Le sue parole scavavano solchi tra di noi. E io, invece di combattere, mi sentivo sempre più piccola.
Poi, un giorno, trovai un messaggio sul telefono di Antonio. Era firmato “Martina”. Una collega del Comune. Il messaggio era breve, ma bastava: “Non vedo l’ora di rivederti.”
Il cuore mi crollò nel petto. Quella notte non dormii. Aspettai che Antonio rientrasse e lo affrontai. «Chi è Martina?»
Lui negò, poi si arrabbiò. «Sei sempre la solita, Lucia! Sempre a sospettare!»
Ma io sapevo. Lo sentivo nelle ossa. E la mattina dopo, Giulia mi guardò con un sorriso freddo. «Non tutte le donne sanno tenersi un uomo, Lucia.»
Passarono settimane di silenzi, di pianti nascosti in bagno, di cene consumate in silenzio. Finché una sera, Antonio non tornò a casa. Mi chiamò alle undici. «Non aspettarmi. Sto da mamma.»
Quella notte mi sentii morire. Ma non era ancora finita.
Il giorno dopo, Giulia si presentò con un avvocato. «Lucia, questa casa è intestata a mio figlio. Devi andartene.»
Non potevo crederci. Avevamo scelto insieme i mobili, dipinto le pareti, piantato i fiori sul balcone. E ora dovevo lasciare tutto?
«Non è giusto!» urlai. Ma nessuno mi ascoltava.
Iniziò così un processo che mi consumò l’anima. Antonio non si presentava alle udienze. Giulia mentiva, diceva che avevo sempre vissuto lì solo come ospite. I miei genitori mi dicevano di tornare a casa, ma io non volevo arrendermi. Quella casa era il simbolo di tutto ciò che avevo perso.
Durante il processo, scoprii che Antonio e Martina vivevano insieme. Giulia li proteggeva, raccontava a tutti che io ero una pazza, una donna instabile. Persi il lavoro per la troppa assenza. Persi amici che non vollero schierarsi. Persi la fiducia in me stessa.

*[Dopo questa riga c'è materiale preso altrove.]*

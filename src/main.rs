use tracing_subscriber::{EnvFilter, fmt};
use tracing::info;

use cattrack::config::Config;

#[tokio::main]
async fn main() -> anyhow::Result<()> {
    // Init logging
    let filter = EnvFilter::try_from_default_env()
        .or_else(|_| EnvFilter::try_new("info"))?;
    fmt().with_env_filter(filter).init();

    let rust_log = std::env::var("RUST_LOG").unwrap_or_else(|_| "<unset>".to_string());
    let config = Config::from_env()?;
    info!(
        target: "cattrack",
        "cattrack starting: RUST_LOG='{}', addr={}, auth_url='{}'",
        rust_log, config.socket_addr(), config.auth_url
    );

    cattrack::server::run(config).await
}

Una sera, seduta sul letto vuoto, guardai le foto del matrimonio. Antonio sorrideva, io avevo gli occhi pieni di speranza. Dove era finita quella ragazza?
Mi alzai e presi il telefono. Chiamai mia madre. «Mamma, posso tornare a casa?»

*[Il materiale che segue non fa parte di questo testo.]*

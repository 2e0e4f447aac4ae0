//! Cat documents and the store interface the dispatcher writes through.
//!
//! The document store itself is a collaborator; [`MemoryCatStore`] is the
//! in-process implementation used by the server binary and the tests.

use async_trait::async_trait;
use chrono::NaiveDate;
use parking_lot::RwLock;
use serde::{Deserialize, Serialize};
use thiserror::Error;

use crate::error::AppError;

/// GeoJSON point; `coordinates` is `[lng, lat]`.
#[derive(Debug, Clone, Serialize, Deserialize, PartialEq)]
pub struct Location {
    #[serde(rename = "type", default = "point_kind")]
    pub kind: String,
    pub coordinates: [f64; 2],
}

fn point_kind() -> String { "Point".to_string() }

impl Location {
    pub fn point(lng: f64, lat: f64) -> Self { Self { kind: point_kind(), coordinates: [lng, lat] } }
    pub fn lng(&self) -> f64 { self.coordinates[0] }
    pub fn lat(&self) -> f64 { self.coordinates[1] }

    fn validate(&self) -> Result<(), String> {
        if self.kind != "Point" { return Err(format!("unsupported location type: {}", self.kind)); }
        if !(-180.0..=180.0).contains(&self.lng()) { return Err("longitude out of range".into()); }
        if !(-90.0..=90.0).contains(&self.lat()) { return Err("latitude out of range".into()); }
        Ok(())
    }
}

#[derive(Debug, Clone, Copy, Serialize, Deserialize, PartialEq)]
pub struct Coordinates {
    pub lat: f64,
    pub lng: f64,
}

/// Axis-aligned rectangle given by its top-right and bottom-left corners.
#[derive(Debug, Clone, Copy, PartialEq)]
pub struct BoundingBox {
    pub top_right: Coordinates,
    pub bottom_left: Coordinates,
}

impl BoundingBox {
    pub fn new(top_right: Coordinates, bottom_left: Coordinates) -> Result<Self, StoreError> {
        if bottom_left.lat > top_right.lat || bottom_left.lng > top_right.lng {
            return Err(StoreError::Invalid("bottomLeft must be south-west of topRight".into()));
        }
        Ok(Self { top_right, bottom_left })
    }

    pub fn contains(&self, loc: &Location) -> bool {
        (self.bottom_left.lng..=self.top_right.lng).contains(&loc.lng())
            && (self.bottom_left.lat..=self.top_right.lat).contains(&loc.lat())
    }
}

/// Owner reference as populated on read.
#[derive(Debug, Clone, Serialize, Deserialize, PartialEq, Eq)]
pub struct OwnerRef {
    pub id: String,
    #[serde(default, skip_serializing_if = "Option::is_none")]
    pub user_name: Option<String>,
    #[serde(default, skip_serializing_if = "Option::is_none")]
    pub email: Option<String>,
}

impl OwnerRef {
    pub fn new(id: impl Into<String>) -> Self { Self { id: id.into(), user_name: None, email: None } }
}

#[derive(Debug, Clone, Serialize, Deserialize, PartialEq)]
pub struct Cat {
    pub id: String,
    pub cat_name: String,
    pub weight: f64,
    pub birthdate: NaiveDate,
    pub owner: OwnerRef,
    pub location: Location,
}

impl Cat {
    pub fn validate(&self) -> Result<(), StoreError> {
        if self.cat_name.trim().is_empty() { return Err(StoreError::Invalid("cat_name must not be empty".into())); }
        if self.weight.is_nan() || self.weight <= 0.0 { return Err(StoreError::Invalid("weight must be positive".into())); }
        self.location.validate().map_err(StoreError::Invalid)
    }
}

#[derive(Debug, Clone, Serialize, Deserialize, PartialEq)]
pub struct CatInput {
    pub cat_name: String,
    pub weight: f64,
    pub birthdate: NaiveDate,
    pub location: Location,
    /// Accepted for wire compatibility; always replaced by the caller's id.
    #[serde(default)]
    pub owner: Option<String>,
}

impl CatInput {
    pub fn into_cat(self, owner: OwnerRef) -> Cat {
        Cat {
            id: uuid::Uuid::new_v4().simple().to_string(),
            cat_name: self.cat_name,
            weight: self.weight,
            birthdate: self.birthdate,
            owner,
            location: self.location,
        }
    }
}

#[derive(Debug, Clone, Default, Serialize, Deserialize, PartialEq)]
pub struct CatPatch {
    #[serde(default)]
    pub cat_name: Option<String>,
    #[serde(default)]
    pub weight: Option<f64>,
    #[serde(default)]
    pub birthdate: Option<NaiveDate>,
    #[serde(default)]
    pub location: Option<Location>,
    #[serde(default)]
    pub owner: Option<String>,
}

impl CatPatch {
    /// Same patch with any ownership change removed.
    pub fn without_owner(mut self) -> Self {
        self.owner = None;
        self
    }

    fn apply(&self, cat: &mut Cat) {
        if let Some(v) = &self.cat_name { cat.cat_name = v.clone(); }
        if let Some(v) = self.weight { cat.weight = v; }
        if let Some(v) = self.birthdate { cat.birthdate = v; }
        if let Some(v) = &self.location { cat.location = v.clone(); }
        if let Some(v) = &self.owner { cat.owner = OwnerRef::new(v.clone()); }
    }
}

#[derive(Debug, Clone, PartialEq)]
pub enum CatFilter {
    Owner(String),
    Within(BoundingBox),
}

impl CatFilter {
    fn matches(&self, cat: &Cat) -> bool {
        match self {
            CatFilter::Owner(id) => cat.owner.id == *id,
            CatFilter::Within(bbox) => bbox.contains(&cat.location),
        }
    }
}

#[derive(Debug, Clone, Error, PartialEq)]
pub enum StoreError {
    #[error("invalid document: {0}")]
    Invalid(String),
    #[error("duplicate id: {0}")]
    Duplicate(String),
    #[error("store backend failure: {0}")]
    Backend(String),
}

impl From<StoreError> for AppError {
    fn from(e: StoreError) -> Self {
        match e {
            StoreError::Invalid(msg) => AppError::user("invalid_input".to_string(), msg),
            other => AppError::internal("store_error".to_string(), other.to_string()),
        }
    }
}

pub type StoreResult<T> = Result<T, StoreError>;

#[async_trait]
pub trait CatStore: Send + Sync {
    async fn find_all(&self) -> StoreResult<Vec<Cat>>;
    async fn find_by_id(&self, id: &str) -> StoreResult<Option<Cat>>;
    async fn find(&self, filter: &CatFilter) -> StoreResult<Vec<Cat>>;
    async fn insert(&self, cat: Cat) -> StoreResult<Cat>;
    /// Apply the whole patch or nothing; `None` when the id is unknown.
    async fn update_by_id(&self, id: &str, patch: &CatPatch) -> StoreResult<Option<Cat>>;
    async fn delete_by_id(&self, id: &str) -> StoreResult<Option<Cat>>;
}

/// Insertion-ordered in-memory store.
#[derive(Debug, Default)]
pub struct MemoryCatStore {
    cats: RwLock<Vec<Cat>>,
}

impl MemoryCatStore {
    pub fn new() -> Self { Self::default() }
}

#[async_trait]
impl CatStore for MemoryCatStore {
    async fn find_all(&self) -> StoreResult<Vec<Cat>> {
        Ok(self.cats.read().clone())
    }

    async fn find_by_id(&self, id: &str) -> StoreResult<Option<Cat>> {
        Ok(self.cats.read().iter().find(|c| c.id == id).cloned())
    }

    async fn find(&self, filter: &CatFilter) -> StoreResult<Vec<Cat>> {
        Ok(self.cats.read().iter().filter(|c| filter.matches(c)).cloned().collect())
    }

    async fn insert(&self, cat: Cat) -> StoreResult<Cat> {
        cat.validate()?;
        let mut cats = self.cats.write();
        if cats.iter().any(|c| c.id == cat.id) {
            return Err(StoreError::Duplicate(cat.id));
        }
        cats.push(cat.clone());
        Ok(cat)
    }

    async fn update_by_id(&self, id: &str, patch: &CatPatch) -> StoreResult<Option<Cat>> {
        let mut cats = self.cats.write();
        let Some(slot) = cats.iter_mut().find(|c| c.id == id) else { return Ok(None); };
        let mut next = slot.clone();
        patch.apply(&mut next);
        next.validate()?;
        *slot = next.clone();
        Ok(Some(next))
    }

    async fn delete_by_id(&self, id: &str) -> StoreResult<Option<Cat>> {
        let mut cats = self.cats.write();
        let Some(pos) = cats.iter().position(|c| c.id == id) else { return Ok(None); };
        Ok(Some(cats.remove(pos)))
    }
}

Lei pianse. «Certo, Lucia. Qui c’è sempre posto per te.»
Tornare a casa fu come tornare bambina. Mia madre mi preparava il caffè ogni mattina, mio padre mi abbracciava senza dire nulla. Ma io sentivo un vuoto dentro che nessuno poteva colmare.
Passarono mesi. Il giudice decise che la casa spettava ad Antonio. Io dovetti lasciare le chiavi sul tavolo e uscire senza voltarmi indietro.
Oggi vivo in un piccolo appartamento in periferia. Ho ripreso a insegnare. Ogni tanto incontro Antonio per strada, ma lui abbassa lo sguardo. Giulia non mi saluta più.
A volte mi chiedo se ho sbagliato tutto. Se avrei dovuto lottare di più, o arrendermi prima. Se l’amore vale davvero tutto questo dolore.
E voi, cosa avreste fatto al mio posto? Si può davvero ricominciare dopo aver perso tutto?